De ahí que las evaluaciones oficiales de nuestra situación económica y social actual sean invariablemente positivas. Comparada con 2002, la Argentina de hoy es simplemente espléndida. Pero no si la comparamos con la primera mitad de los años noventa, porque sigue todavía muy lejos de ella. Si fuéramos racionales, diríamos que sólo estamos a mitad de camino entre la cima de la primera mitad de los años noventa y el pozo de 2002. Sería por lo tanto un resultado aún insatisfactorio.

Se ha acusado al Gobierno de una memoria parcial sobre los años setenta. Más sutil pero igualmente grave es que también olvide la superación de los años ochenta en la primera parte de los años noventa, porque esa superación se logró mediante la masiva corriente de inversiones cuya falta se vuelve a sentir ahora. El desempleo ha dejado de bajar. Se nota un "amesetamiento" de la actividad económica. Por eso es que la primera parte de los años noventa nos sigue quedando lejos.

Lo correcto sería no albergar una, sino dos memorias de los años noventa.
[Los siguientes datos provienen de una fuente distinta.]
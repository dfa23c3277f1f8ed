//! Audio output using cpal
//!
//! Opens an output device and pulls frames from the [`SlotMixer`] in the
//! device callback, applying the master volume.

use super::mixer::SlotMixer;
use crate::error::{Error, Result};
use cpal::traits::{DeviceTrait, HostTrait, StreamTrait};
use cpal::{Device, FromSample, Sample, SampleFormat, SizedSample, Stream, StreamConfig};
use std::sync::{Arc, Mutex};
use tracing::{debug, error, info, warn};

/// Preferred device rate (clips are usually rendered at 44.1 kHz)
const PREFERRED_SAMPLE_RATE: u32 = 44100;

/// Shared master volume (0.0-1.0)
pub type SharedVolume = Arc<Mutex<f32>>;

pub struct AudioOutput {
    device: Device,
    config: StreamConfig,
    sample_format: SampleFormat,
    stream: Option<Stream>,
    volume: SharedVolume,
}

impl AudioOutput {
    /// Names of the available output devices
    pub fn list_devices() -> Result<Vec<String>> {
        let host = cpal::default_host();
        let devices: Vec<String> = host
            .output_devices()
            .map_err(|e| Error::AudioOutput(format!("Failed to enumerate devices: {}", e)))?
            .filter_map(|device| device.name().ok())
            .collect();

        debug!("Found {} output devices", devices.len());
        Ok(devices)
    }

    /// Open the named device (falling back to the default device)
    pub fn open(device_name: Option<&str>, volume: SharedVolume) -> Result<Self> {
        let host = cpal::default_host();

        let device = match device_name {
            Some(name) => {
                let mut devices = host
                    .output_devices()
                    .map_err(|e| Error::AudioOutput(format!("Failed to enumerate devices: {}", e)))?;

                match devices.find(|d| d.name().ok().as_deref() == Some(name)) {
                    Some(dev) => {
                        info!("Using requested audio device: {}", name);
                        dev
                    }
                    None => {
                        warn!("Requested device '{}' not found, falling back to default device", name);
                        host.default_output_device().ok_or_else(|| {
                            Error::AudioOutput(format!(
                                "Device '{}' not found and no default device available",
                                name
                            ))
                        })?
                    }
                }
            }
            None => host
                .default_output_device()
                .ok_or_else(|| Error::AudioOutput("No default output device found".to_string()))?,
        };

        let (config, sample_format) = Self::best_config(&device)?;
        info!(
            "Audio device: {} ({}Hz, {} channels, {:?})",
            device.name().unwrap_or_else(|_| "Unknown".to_string()),
            config.sample_rate.0,
            config.channels,
            sample_format
        );

        Ok(Self {
            device,
            config,
            sample_format,
            stream: None,
            volume,
        })
    }

    /// Prefer 44.1 kHz stereo f32, otherwise the device default
    fn best_config(device: &Device) -> Result<(StreamConfig, SampleFormat)> {
        let mut supported = device
            .supported_output_configs()
            .map_err(|e| Error::AudioOutput(format!("Failed to get device configs: {}", e)))?;

        let preferred = supported.find(|c| {
            c.channels() == 2
                && c.min_sample_rate().0 <= PREFERRED_SAMPLE_RATE
                && c.max_sample_rate().0 >= PREFERRED_SAMPLE_RATE
                && c.sample_format() == SampleFormat::F32
        });

        if let Some(config) = preferred {
            let sample_format = config.sample_format();
            let config = config
                .with_sample_rate(cpal::SampleRate(PREFERRED_SAMPLE_RATE))
                .config();
            return Ok((config, sample_format));
        }

        let default = device
            .default_output_config()
            .map_err(|e| Error::AudioOutput(format!("Failed to get default config: {}", e)))?;
        Ok((default.config(), default.sample_format()))
    }

    /// Device sample rate; clips must be resampled to this before playback
    pub fn sample_rate(&self) -> u32 {
        self.config.sample_rate.0
    }

    pub fn device_name(&self) -> String {
        self.device.name().unwrap_or_else(|_| "Unknown".to_string())
    }

    /// Start pulling audio from `mixer`
    pub fn start(&mut self, mixer: Arc<SlotMixer>) -> Result<()> {
        if mixer.sample_rate() != self.sample_rate() {
            warn!(
                "Mixer rate {}Hz differs from device rate {}Hz",
                mixer.sample_rate(),
                self.sample_rate()
            );
        }

        let stream = match self.sample_format {
            SampleFormat::F32 => self.build_stream::<f32>(mixer)?,
            SampleFormat::I16 => self.build_stream::<i16>(mixer)?,
            SampleFormat::U16 => self.build_stream::<u16>(mixer)?,
            other => {
                return Err(Error::AudioOutput(format!(
                    "Unsupported sample format: {:?}",
                    other
                )));
            }
        };

        stream
            .play()
            .map_err(|e| Error::AudioOutput(format!("Failed to start stream: {}", e)))?;
        self.stream = Some(stream);

        info!("Audio stream started");
        Ok(())
    }

    fn build_stream<T>(&self, mixer: Arc<SlotMixer>) -> Result<Stream>
    where
        T: SizedSample + FromSample<f32>,
    {
        let channels = self.config.channels as usize;
        let volume = Arc::clone(&self.volume);

        self.device
            .build_output_stream(
                &self.config,
                move |data: &mut [T], _: &cpal::OutputCallbackInfo| {
                    let gain = match volume.lock() {
                        Ok(v) => *v,
                        Err(poisoned) => *poisoned.into_inner(),
                    };

                    let frame_count = data.len() / channels.max(1);
                    let mut frames = data.chunks_mut(channels.max(1));
                    mixer.render_into(frame_count, |[l, r]| {
                        if let Some(frame) = frames.next() {
                            write_frame(frame, l * gain, r * gain);
                        }
                    });
                },
                move |err| {
                    error!("Audio stream error: {}", err);
                },
                None,
            )
            .map_err(|e| Error::AudioOutput(format!("Failed to build stream: {}", e)))
    }

    /// Pause and drop the stream
    pub fn stop(&mut self) -> Result<()> {
        if let Some(stream) = self.stream.take() {
            stream
                .pause()
                .map_err(|e| Error::AudioOutput(format!("Failed to pause stream: {}", e)))?;
            info!("Audio stream stopped");
        }
        Ok(())
    }
}

/// Write a stereo frame into a device frame of any channel count
fn write_frame<T: Sample + FromSample<f32>>(frame: &mut [T], left: f32, right: f32) {
    let left = left.clamp(-1.0, 1.0);
    let right = right.clamp(-1.0, 1.0);

    match frame.len() {
        0 => {}
        1 => frame[0] = T::from_sample((left + right) * 0.5),
        _ => {
            frame[0] = T::from_sample(left);
            frame[1] = T::from_sample(right);
            for extra in &mut frame[2..] {
                *extra = T::from_sample(0.0);
            }
        }
    }
}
Como la demonización de la primera parte lo prohíbe, Kirchner deja de tener en vista que, para no retroceder a los años ochenta, necesitará crear otra vez un ambiente favorable a las grandes inversiones.

No es que debamos eximir a Menem de su gravísima responsabilidad. Su gran pecado, empero, no fue lanzar el extraordinario crecimiento de los años noventa, sino falsificarlo a partir de la segunda presidencia por concebir el capricho de una tercera. Esta es su verdadera culpa. Pero la necesidad política de echarle la culpa de todo lo que nos pasó oscurece la visión de nuestro pasado. Quemémoslo igual en la hoguera del enojo colectivo, pero sin perder de vista que en 1995 el país crecía con tal ímpetu que la mayoría de los argentinos lo reeligió.

Para evaluar dónde estamos, hace falta recordar todos nuestros traumas. Si sólo recordamos al del medio, la gran recesión de 2001-2002, ignorando el que había venido antes, la ausencia en los años ochenta de las grandes inversiones que nos vuelven a faltar, y lo que vino después, la creciente inseguridad que nos acongoja, padeceremos de amnesia distorsiva. Al parecer, el Gobierno está tomando en cuenta la última de estas memorias. Ojalá profundice su aprendizaje en torno de ella. Para completarlo, también debería reconocer que sin reconciliarse con la primera parte de los años noventa no tendrá empleo ni crecimiento. Pero las anteojeras ideológicas bloquean esta parte vital de su memoria. El día en que Kirchner las supere, podremos decir, con inmensa satisfacción, que la Argentina reencontró la senda del progreso hacia ese horizonte de plenitud que todavía le queda tan lejos.